Clamp to attach CBR2 to a ceiling fixture.

## Determining the Bounciness of a Ball using a CBR2 and TI-Nspire

#### Activity Overview

The objective in this lab is to find a functional relation between bounce height and number of bounces of a ball dropped from a certain height above the ground (i.e. the height of each subsequent bounce, after the ball is released, plotted against the bounce number) and to use this function to determine the bounciness (or "bounce-coefficient") for the ball.

#### Before the Activity

A suitable location in a hallway or classroom with a hard floor needs to be found. The CBR2 needs to be clamped to some kind of ceiling fixture (e.g. an Exit sign or dropped ceiling framework) so that it is at least 2 meters above a hard, smooth, flat floor.

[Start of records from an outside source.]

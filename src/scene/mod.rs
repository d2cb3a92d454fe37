//! Scene graph — backend-independent drawables produced by one render.
//!
//! Coordinates are scene coordinates: `x` grows right (outputs side),
//! `y` grows down. Renderers turn a [`Scene`] into SVG, JSON, or anything
//! else without re-running layout.

pub mod emitter;

pub use emitter::emit_scene;

use serde::Serialize;

use crate::encode::{HoverFill, LabelPaint, Rgb};
use crate::layout::{Point, Side, ViewBox};
use crate::model::OutPoint;

// ─── Paths ───────────────────────────────────────────────────────────────────

/// A smooth horizontal connector from a parent to a child.
#[derive(Debug, Clone, Copy, PartialEq, Serialize)]
pub struct Link {
    pub source: Point,
    pub target: Point,
}

impl Link {
    /// Cubic bump curve with both control points at the horizontal midpoint.
    pub fn path_data(&self) -> String {
        let Point { x: sx, y: sy } = self.source;
        let Point { x: tx, y: ty } = self.target;
        let mx = (sx + tx) / 2.0;
        format!("M{sx},{sy}C{mx},{sy},{mx},{ty},{tx},{ty}")
    }
}

/// All connectors of one tree, sharing one stroke style.
#[derive(Debug, Clone, PartialEq, Serialize)]
pub struct LinkLayer {
    pub side: Side,
    pub stroke: Rgb,
    pub stroke_opacity: f64,
    pub stroke_width: f64,
    pub links: Vec<Link>,
}

// ─── Glyphs ──────────────────────────────────────────────────────────────────

#[derive(Debug, Clone, Copy, PartialEq, Eq, Serialize)]
#[serde(rename_all = "snake_case")]
pub enum GlyphKind {
    Transaction,
    Cell,
}

#[derive(Debug, Clone, Copy, PartialEq, Serialize)]
pub struct Circle {
    pub radius: f64,
    pub fill: HoverFill,
}

#[derive(Debug, Clone, Copy, PartialEq, Eq, Serialize)]
#[serde(rename_all = "snake_case")]
pub enum TextAnchor {
    Start,
    End,
}

impl TextAnchor {
    pub fn as_str(self) -> &'static str {
        match self {
            Self::Start => "start",
            Self::End => "end",
        }
    }
}

/// Text beside a circle, offset relative to the glyph origin.
#[derive(Debug, Clone, PartialEq, Serialize)]
pub struct Label {
    pub text: String,
    pub anchor: TextAnchor,
    pub offset: Point,
    pub paint: Option<LabelPaint>,
    pub stroke_width: f64,
}

/// What a click on a glyph navigates to.
#[derive(Debug, Clone, PartialEq, Eq, Serialize)]
#[serde(rename_all = "snake_case", tag = "kind")]
pub enum ClickTarget {
    Transaction { tx_hash: String },
    Cell { out_point: OutPoint },
}

/// One node: a circle and an optional label, translated to `origin`.
#[derive(Debug, Clone, PartialEq, Serialize)]
pub struct Glyph {
    pub kind: GlyphKind,
    pub origin: Point,
    pub circle: Circle,
    pub label: Option<Label>,
    pub click: Option<ClickTarget>,
}

/// All glyphs of one tree.
#[derive(Debug, Clone, PartialEq, Serialize)]
pub struct GlyphLayer {
    pub side: Side,
    pub stroke_width: f64,
    pub glyphs: Vec<Glyph>,
}

// ─── Scene ───────────────────────────────────────────────────────────────────

/// The root drawable: links under glyphs, inputs before outputs.
#[derive(Debug, Clone, PartialEq, Serialize)]
pub struct Scene {
    pub view_box: ViewBox,
    pub links: Vec<LinkLayer>,
    pub glyphs: Vec<GlyphLayer>,
}

impl Scene {
    pub fn glyph_count(&self) -> usize {
        self.glyphs.iter().map(|layer| layer.glyphs.len()).sum()
    }

    pub fn link_count(&self) -> usize {
        self.links.iter().map(|layer| layer.links.len()).sum()
    }

    pub fn glyphs_on(&self, side: Side) -> impl Iterator<Item = &Glyph> {
        self.glyphs
            .iter()
            .filter(move |layer| layer.side == side)
            .flat_map(|layer| layer.glyphs.iter())
    }

    pub fn links_on(&self, side: Side) -> impl Iterator<Item = &Link> {
        self.links
            .iter()
            .filter(move |layer| layer.side == side)
            .flat_map(|layer| layer.links.iter())
    }

    /// Every glyph with a label, in drawing order.
    pub fn labels(&self) -> impl Iterator<Item = &str> {
        self.glyphs
            .iter()
            .flat_map(|layer| layer.glyphs.iter())
            .filter_map(|glyph| glyph.label.as_ref().map(|l| l.text.as_str()))
    }
}

#[cfg(test)]
#[path = "../../tests/rust/test_scene.rs"]
mod tests;
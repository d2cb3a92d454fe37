//! RGB colors with shade stepping and hover fill state.

use std::fmt;

use serde::{Serialize, Serializer};

/// Multiplier for one `darker` step; `brighter` uses its inverse.
pub const SHADE_STEP: f64 = 0.7;

// ─── Rgb ─────────────────────────────────────────────────────────────────────

/// An opaque sRGB color, formatted as `#rrggbb`.
#[derive(Debug, Clone, Copy, PartialEq, Eq, Hash)]
pub struct Rgb {
    pub r: u8,
    pub g: u8,
    pub b: u8,
}

impl Rgb {
    pub const fn new(r: u8, g: u8, b: u8) -> Self {
        Self { r, g, b }
    }

    /// Build from a packed `0xrrggbb` value.
    pub const fn from_hex(hex: u32) -> Self {
        Self {
            r: ((hex >> 16) & 0xff) as u8,
            g: ((hex >> 8) & 0xff) as u8,
            b: (hex & 0xff) as u8,
        }
    }

    fn scale(self, k: f64) -> Self {
        let channel = |v: u8| (v as f64 * k).round().clamp(0.0, 255.0) as u8;
        Self {
            r: channel(self.r),
            g: channel(self.g),
            b: channel(self.b),
        }
    }

    /// Lighten by `steps` shade steps.
    pub fn brighter(self, steps: f64) -> Self {
        self.scale((1.0 / SHADE_STEP).powf(steps))
    }

    /// Darken by `steps` shade steps.
    pub fn darker(self, steps: f64) -> Self {
        self.scale(SHADE_STEP.powf(steps))
    }
}

impl fmt::Display for Rgb {
    fn fmt(&self, f: &mut fmt::Formatter<'_>) -> fmt::Result {
        write!(f, "#{:02x}{:02x}{:02x}", self.r, self.g, self.b)
    }
}

impl Serialize for Rgb {
    fn serialize<S: Serializer>(&self, serializer: S) -> Result<S::Ok, S::Error> {
        serializer.collect_str(self)
    }
}

// ─── Hover ───────────────────────────────────────────────────────────────────

/// Resting and hovered fill of a circle.
///
/// The hovered fill is computed once from the resting fill. Leaving restores
/// the stored resting value; `brighter` then `darker` is lossy on 8-bit
/// channels.
#[derive(Debug, Clone, Copy, PartialEq, Eq, Serialize)]
pub struct HoverFill {
    pub rest: Rgb,
    pub active: Rgb,
}

impl HoverFill {
    pub fn new(rest: Rgb) -> Self {
        Self {
            rest,
            active: rest.brighter(1.0),
        }
    }

    pub fn state(self) -> FillState {
        FillState {
            fill: self,
            hovered: false,
        }
    }
}

/// Current fill of one circle under pointer interaction.
#[derive(Debug, Clone, Copy, PartialEq, Eq)]
pub struct FillState {
    fill: HoverFill,
    hovered: bool,
}

impl FillState {
    pub fn pointer_enter(&mut self) {
        self.hovered = true;
    }

    pub fn pointer_leave(&mut self) {
        self.hovered = false;
    }

    pub fn current(&self) -> Rgb {
        if self.hovered {
            self.fill.active
        } else {
            self.fill.rest
        }
    }
}

#[cfg(test)]
#[path = "../../tests/rust/test_encode_color.rs"]
mod tests;
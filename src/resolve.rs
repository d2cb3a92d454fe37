//! Transaction resolution — turns raw chain transactions into
//! [`TransactionData`] by following each input to the output it spends.
//!
//! The lookup itself is behind [`TransactionSource`]; this crate ships an
//! in-memory source only. Input lookups run concurrently and fail
//! independently, so one bad reference never disturbs its siblings.

use std::collections::HashMap;
use std::future::{self, Future};

use futures::future::join_all;
use serde::{Deserialize, Serialize};

use crate::error::{InputFailure, ResolveError};
use crate::model::{CellInfo, OutPoint, Script, TransactionData};

// ─── Raw transaction ─────────────────────────────────────────────────────────

/// An input as returned by the chain: a reference to a prior output.
#[derive(Debug, Clone, PartialEq, Eq, Serialize, Deserialize)]
#[serde(rename_all = "camelCase")]
pub struct RawInput {
    #[serde(alias = "previous_output")]
    pub previous_output: OutPoint,
    #[serde(default, skip_serializing_if = "Option::is_none")]
    pub since: Option<String>,
}

/// An output without its data.
#[derive(Debug, Clone, PartialEq, Eq, Serialize, Deserialize)]
pub struct RawOutput {
    pub capacity: String,
    pub lock: Script,
    #[serde(rename = "type", default, skip_serializing_if = "Option::is_none")]
    pub type_: Option<Script>,
}

/// A transaction as returned by the chain.
#[derive(Debug, Clone, PartialEq, Eq, Serialize, Deserialize)]
#[serde(rename_all = "camelCase")]
pub struct RawTransaction {
    pub hash: String,
    #[serde(default)]
    pub inputs: Vec<RawInput>,
    #[serde(default)]
    pub outputs: Vec<RawOutput>,
    #[serde(default, alias = "outputs_data")]
    pub outputs_data: Vec<String>,
}

impl RawTransaction {
    /// The `index`-th output as a cell, with its data and out point.
    pub fn cell(&self, index: u32) -> Option<CellInfo> {
        let i = index as usize;
        let output = self.outputs.get(i)?;
        Some(CellInfo {
            capacity: output.capacity.clone(),
            lock: output.lock.clone(),
            type_: output.type_.clone(),
            data: self
                .outputs_data
                .get(i)
                .cloned()
                .unwrap_or_else(|| "0x".to_string()),
            out_point: Some(OutPoint::new(self.hash.clone(), index)),
        })
    }

    pub fn cells(&self) -> Vec<CellInfo> {
        (0..self.outputs.len() as u32)
            .filter_map(|i| self.cell(i))
            .collect()
    }
}

// ─── Source trait ────────────────────────────────────────────────────────────

/// Looks transactions up by hash.
pub trait TransactionSource {
    fn get_transaction(
        &self,
        tx_hash: &str,
    ) -> impl Future<Output = Result<RawTransaction, ResolveError>> + Send;
}

/// Transactions held in memory, keyed by hash.
#[derive(Debug, Clone, Default)]
pub struct MemorySource {
    transactions: HashMap<String, RawTransaction>,
}

impl MemorySource {
    pub fn new() -> Self {
        Self::default()
    }

    /// Load a JSON array of raw transactions.
    pub fn from_json(src: &str) -> Result<Self, ResolveError> {
        let list: Vec<RawTransaction> = serde_json::from_str(src)?;
        Ok(list.into_iter().collect())
    }

    pub fn insert(&mut self, tx: RawTransaction) {
        self.transactions.insert(tx.hash.clone(), tx);
    }

    pub fn len(&self) -> usize {
        self.transactions.len()
    }

    pub fn is_empty(&self) -> bool {
        self.transactions.is_empty()
    }
}

impl FromIterator<RawTransaction> for MemorySource {
    fn from_iter<I: IntoIterator<Item = RawTransaction>>(iter: I) -> Self {
        let mut source = Self::new();
        for tx in iter {
            source.insert(tx);
        }
        source
    }
}

impl TransactionSource for MemorySource {
    fn get_transaction(
        &self,
        tx_hash: &str,
    ) -> impl Future<Output = Result<RawTransaction, ResolveError>> + Send {
        let found = self
            .transactions
            .get(tx_hash)
            .cloned()
            .ok_or_else(|| ResolveError::NotFound(tx_hash.to_string()));
        future::ready(found)
    }
}

// ─── Resolution ──────────────────────────────────────────────────────────────

/// A transaction whose inputs were looked up one by one.
#[derive(Debug)]
pub struct ResolvedTransaction {
    pub tx_hash: String,
    /// One entry per input, in input order.
    pub inputs: Vec<Result<CellInfo, InputFailure>>,
    pub outputs: Vec<CellInfo>,
}

impl ResolvedTransaction {
    pub fn failures(&self) -> impl Iterator<Item = &InputFailure> {
        self.inputs.iter().filter_map(|r| r.as_ref().err())
    }

    /// All inputs or nothing: any failure fails the whole transaction.
    pub fn into_complete(self) -> Result<TransactionData, ResolveError> {
        let mut inputs = Vec::with_capacity(self.inputs.len());
        let mut failures = Vec::new();
        for input in self.inputs {
            match input {
                Ok(cell) => inputs.push(cell),
                Err(failure) => failures.push(failure),
            }
        }
        if !failures.is_empty() {
            return Err(ResolveError::UnresolvedInputs {
                tx_hash: self.tx_hash,
                failures,
            });
        }
        Ok(TransactionData {
            inputs,
            outputs: self.outputs,
            tx_hash: self.tx_hash,
        })
    }

    /// Drop unresolved inputs and hand them back next to the data.
    pub fn into_partial(self) -> (TransactionData, Vec<InputFailure>) {
        let mut inputs = Vec::with_capacity(self.inputs.len());
        let mut failures = Vec::new();
        for input in self.inputs {
            match input {
                Ok(cell) => inputs.push(cell),
                Err(failure) => {
                    log::warn!("excluding unresolved {failure}");
                    failures.push(failure);
                }
            }
        }
        let data = TransactionData {
            inputs,
            outputs: self.outputs,
            tx_hash: self.tx_hash,
        };
        (data, failures)
    }
}

async fn resolve_input<S: TransactionSource>(
    source: &S,
    index: usize,
    input: &RawInput,
) -> Result<CellInfo, InputFailure> {
    let previous_output = &input.previous_output;
    let fail = |reason: ResolveError| InputFailure {
        index,
        previous_output: previous_output.clone(),
        reason: Box::new(reason),
    };
    let previous = source
        .get_transaction(&previous_output.tx_hash)
        .await
        .map_err(fail)?;
    previous.cell(previous_output.index).ok_or_else(|| {
        fail(ResolveError::MissingOutput {
            out_point: previous_output.clone(),
        })
    })
}

/// Look up `tx_hash`, then every output its inputs spend.
///
/// Only the first lookup can fail the call; input failures are recorded
/// per input in the result.
pub async fn resolve_transaction<S: TransactionSource>(
    source: &S,
    tx_hash: &str,
) -> Result<ResolvedTransaction, ResolveError> {
    let tx = source.get_transaction(tx_hash).await?;
    log::debug!(
        "resolving {} input(s) of transaction {}",
        tx.inputs.len(),
        tx.hash
    );

    let lookups = tx
        .inputs
        .iter()
        .enumerate()
        .map(|(index, input)| resolve_input(source, index, input));
    let inputs = join_all(lookups).await;

    Ok(ResolvedTransaction {
        tx_hash: tx.hash.clone(),
        outputs: tx.cells(),
        inputs,
    })
}

#[cfg(test)]
#[path = "../tests/rust/test_resolve.rs"]
mod tests;
use super::*;
use proptest::prelude::*;

#[test]
fn test_first_encounter_order() {
    let mut p = OwnerPalette::default();
    assert_eq!(p.color("0xbb"), ACCENT[0]);
    assert_eq!(p.color("0xaa"), ACCENT[1]);
    assert_eq!(p.color("0xbb"), ACCENT[0]);
    assert_eq!(p.domain(), &["0xbb".to_string(), "0xaa".to_string()]);
}

#[test]
fn test_wraps_beyond_scheme() {
    let mut p = OwnerPalette::default();
    let colors: Vec<Rgb> = (0..9).map(|i| p.color(&format!("0x{i:02x}"))).collect();
    assert_eq!(colors[8], colors[0]);
    assert_eq!(&colors[..8], &ACCENT[..]);
}

#[test]
fn test_custom_scheme() {
    let scheme = vec![Rgb::new(1, 2, 3), Rgb::new(4, 5, 6)];
    let mut p = OwnerPalette::new(scheme.clone());
    assert_eq!(p.color("a"), scheme[0]);
    assert_eq!(p.color("b"), scheme[1]);
    assert_eq!(p.color("c"), scheme[0]);
}

#[test]
fn test_empty_scheme_falls_back() {
    let mut p = OwnerPalette::new(Vec::new());
    let colors: Vec<Rgb> = (0..9).map(|i| p.color(&i.to_string())).collect();
    assert_eq!(&colors[..8], &ACCENT[..]);
    assert_eq!(colors[8], ACCENT[0]);
}

#[test]
fn test_fresh_palettes_are_independent() {
    let mut first = OwnerPalette::default();
    first.color("0x01");
    first.color("0x02");
    let mut second = OwnerPalette::default();
    assert_eq!(second.color("0x02"), ACCENT[0]);
}

proptest! {
    #[test]
    fn prop_same_key_same_color(keys in proptest::collection::vec("0x[0-9a-f]{1,4}", 1..40)) {
        let mut p = OwnerPalette::default();
        let first: Vec<Rgb> = keys.iter().map(|k| p.color(k)).collect();
        let again: Vec<Rgb> = keys.iter().map(|k| p.color(k)).collect();
        prop_assert_eq!(first, again);
    }

    #[test]
    fn prop_distinct_keys_distinct_colors_within_capacity(
        keys in proptest::collection::hash_set("0x[0-9a-f]{1,6}", 1..=8)
    ) {
        let mut p = OwnerPalette::default();
        let mut colors: Vec<Rgb> = keys.iter().map(|k| p.color(k)).collect();
        colors.sort_by_key(|c| (c.r, c.g, c.b));
        colors.dedup();
        prop_assert_eq!(colors.len(), keys.len());
    }
}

Test the suitability of the location by dropping the ball from a height of approximately half a meter BELOW the CBR2. The ball should be able to continue bouncing under the CBR2 for at least 5 bounces without straying too far from the drop point (i.e. staying within a circle of no more than 1 meter diameter).

#### During the Activity

Students should work in teams of 3 or 4 to carry out this experiment. The detailed instructions for collecting the data are provided in the attached file. The data collected by the CBR2 motion detector are distance versus time data (distance of the bouncing ball from the detector versus time elapsed since the ball was dropped).

#### After the Activity

Following data collection, the students are directed to transform the data so as to generate a graph of inverted parabolas that depicts the series of bounces with decreasing heights. Using this transformed graph, students generate a new set of derived data for the height of each subsequent bounce and plot bounce-height against bounce-number (rather than elapsed time). They create a scatter-plot of these derived data (bounce-height versus bounce-number) and then attempt to find a function to fit these data points. Using their fitted function, students can estimate the "bounce-coefficient" of the ball and the eventual height at which the ball comes to rest (which should approximate the diameter of the ball).